- Abbreviation: PdelosC
- General Secretary: Rafael Castañeda Pineda
- Founder: Alejandro Gascón Mercado Rafael Castañeda O'Connor
- Founded: 2003
- Headquarters: Mexico City
- Ideology: Communism; Marxism–Leninism;
- Political position: Far-left

Website
- www.deloscomunistas.org

= Communists' Party =

The Communists' Party (Partido de los Comunistas, PdelosC) is a communist party in Mexico. Officially created in 2003 when the Mexican Communists' Party (Partido de los Comunistas Mexicanos) and the Socialist Revolution Party (Partido de la Revolucion Socialista, PRS) merged. Not to be confused with the historical and now-defunct Mexican Communist Party (Partido Comunista Mexicano, PCM) and other present communist organisations.

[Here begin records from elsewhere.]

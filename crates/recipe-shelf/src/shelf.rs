//! [`Shelf`] -- the ingredients a recipe can use, compiled for one table.

use std::path::Path;
use std::sync::Arc;

use chrono::NaiveDateTime;
use recipe_expression::{Builder, BuilderResponse, ParseOptions};
use recipe_storage::DbInfo;
use tracing::{info, warn};

use crate::error::{IngredientError, RecipeError, Result};
use crate::ingredient::Ingredient;
use crate::parser::load_shelf_file;
use crate::references::{expand_references, has_references};
use crate::types::{IngredientKind, ShelfDefinition, ShelfEntry};

type Slot = std::result::Result<Arc<Ingredient>, IngredientError>;

/// A shelf of ingredients in declaration order.
///
/// Every entry is compiled when the shelf is built. Entries that fail keep
/// their error, which is raised only when a recipe asks for them.
pub struct Shelf {
    builder: Arc<Builder>,
    definition: ShelfDefinition,
    slots: Vec<Slot>,
}

impl std::fmt::Debug for Shelf {
    fn fmt(&self, f: &mut std::fmt::Formatter<'_>) -> std::fmt::Result {
        f.debug_struct("Shelf")
            .field("table", &self.table())
            .field("ids", &self.definition.entries.iter().map(|(k, _)| k).collect::<Vec<_>>())
            .finish()
    }
}

impl Shelf {
    /// Compile `definition` against the builder's table.
    pub fn new(definition: ShelfDefinition, builder: Arc<Builder>) -> Self {
        let mut shelf = Self {
            builder,
            definition,
            slots: Vec::new(),
        };
        shelf.compile();
        shelf
    }

    /// Load a shelf file and compile it against `table` as reflected by
    /// `dbinfo`.
    pub fn load(path: &Path, dbinfo: &DbInfo, table: &str) -> Result<Self> {
        let definition = load_shelf_file(path)?;
        let schema = dbinfo.reflect(table)?;
        let builder = Arc::new(Builder::new(schema, dbinfo.dialect()));
        Ok(Self::new(definition, builder))
    }

    fn compile(&mut self) {
        self.slots = self
            .definition
            .entries
            .iter()
            .map(|(id, entry)| {
                Ingredient::build(id, entry.clone().into_spec(), &self.builder, &self.definition)
                    .map(Arc::new)
                    .inspect_err(|e| warn!(id = %id, error = %e, "invalid ingredient"))
            })
            .collect();
        info!(
            table = self.table(),
            ingredients = self.slots.len(),
            invalid = self.slots.iter().filter(|s| s.is_err()).count(),
            "compiled shelf"
        );
    }

    pub fn builder(&self) -> &Builder {
        &self.builder
    }

    /// Name of the table the shelf is compiled against.
    pub fn table(&self) -> &str {
        &self.builder.schema().name
    }

    /// The clock relative dates are resolved against.
    pub fn now(&self) -> NaiveDateTime {
        self.builder.now()
    }

    pub fn definition(&self) -> &ShelfDefinition {
        &self.definition
    }

    pub fn len(&self) -> usize {
        self.slots.len()
    }

    pub fn is_empty(&self) -> bool {
        self.slots.is_empty()
    }

    pub fn contains(&self, id: &str) -> bool {
        self.position(id).is_some()
    }

    fn position(&self, id: &str) -> Option<usize> {
        self.definition.entries.iter().position(|(k, _)| k == id)
    }

    /// The compiled ingredient, or the error it failed with.
    pub fn get(&self, id: &str) -> Option<std::result::Result<&Arc<Ingredient>, &IngredientError>> {
        self.position(id).map(|i| self.slots[i].as_ref())
    }

    /// Entries in declaration order.
    pub fn iter(
        &self,
    ) -> impl Iterator<Item = (&str, std::result::Result<&Arc<Ingredient>, &IngredientError>)> {
        self.definition
            .entries
            .iter()
            .zip(&self.slots)
            .map(|((id, _), slot)| (id.as_str(), slot.as_ref()))
    }

    /// The kind of entry `id`: compiled, declared, or `None` if unknown.
    fn kind_of(&self, i: usize) -> Option<IngredientKind> {
        match &self.slots[i] {
            Ok(ingredient) => Some(ingredient.kind),
            Err(_) => match &self.definition.entries[i].1 {
                ShelfEntry::Spec(spec) => spec.kind,
                ShelfEntry::Field(_) => None,
            },
        }
    }

    /// Ids of the entries of `kind`, in declaration order.
    pub fn ids_of(&self, kind: IngredientKind) -> Vec<&str> {
        (0..self.len())
            .filter(|&i| self.kind_of(i) == Some(kind))
            .map(|i| self.definition.entries[i].0.as_str())
            .collect()
    }

    /// Look up `key`, which must be one of `kinds`.
    ///
    /// # Errors
    ///
    /// `<key> doesn't exist on the shelf`, `<key> is not a <kind>`, or the
    /// ingredient's own error when it failed to compile.
    pub fn find(&self, key: &str, kinds: &[IngredientKind]) -> Result<Arc<Ingredient>> {
        let i = self.position(key).ok_or_else(|| RecipeError::missing(key))?;
        if let Some(kind) = self.kind_of(i) {
            if !kinds.contains(&kind) {
                let names: Vec<&str> = kinds.iter().map(|k| k.as_str()).collect();
                return Err(RecipeError::bad_recipe(format!(
                    "{key} is not a {}",
                    names.join(" or ")
                )));
            }
        }
        match &self.slots[i] {
            Ok(ingredient) => Ok(Arc::clone(ingredient)),
            Err(e) => Err(RecipeError::BadIngredient {
                id: key.to_string(),
                source: e.clone(),
            }),
        }
    }

    /// Add or replace an entry, then recompile the shelf so references to it
    /// resolve.
    pub fn insert(&mut self, id: impl Into<String>, entry: impl Into<ShelfEntry>) {
        let id = id.into();
        let entry = entry.into();
        match self.position(&id) {
            Some(i) => self.definition.entries[i].1 = entry,
            None => self.definition.entries.push((id, entry)),
        }
        self.compile();
    }

    /// Parse an expression that is not on the shelf, such as a raw recipe
    /// filter. `@name` references resolve against the shelf.
    pub fn parse_expression(
        &self,
        text: &str,
        options: &ParseOptions,
    ) -> Result<Arc<BuilderResponse>> {
        if !has_references(text) {
            return Ok(self.builder.parse(text, options)?);
        }
        let expanded = expand_references("", text, &self.definition).map_err(|e| match e {
            IngredientError::Expression(e) => RecipeError::Expression(e),
            other => RecipeError::bad_recipe(other.to_string()),
        })?;
        Ok(self.builder.parse(&expanded, options)?)
    }
}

As one of its major characteristics, the party proposes the unification of all the organisations within the “Abajo y a la izquierda” (“Downward Left”) political spectrum. In September 2003 the party became a signatory to the 1992 Pyongyang Declaration in solidarity with the Workers' Party of Korea and the government of North Korea. During the second National Congress of 2006, the party's Central Committee agreed to support and endorse the Sixth Declaration of the Lacandon Jungle as a formal adherent. It has been a strong ally of the Miners' movement in Pasta de Conchos, different struggles of indigenous peoples across the Mexican republic's territory and anticapitalist environmental efforts.

In present, the Communists' Party refuses to register in the National Electoral Institute (Instituto Nacional Electoral), since the party's thesis deny any possibility of a deep anticapitalist transformation through the current official institutions.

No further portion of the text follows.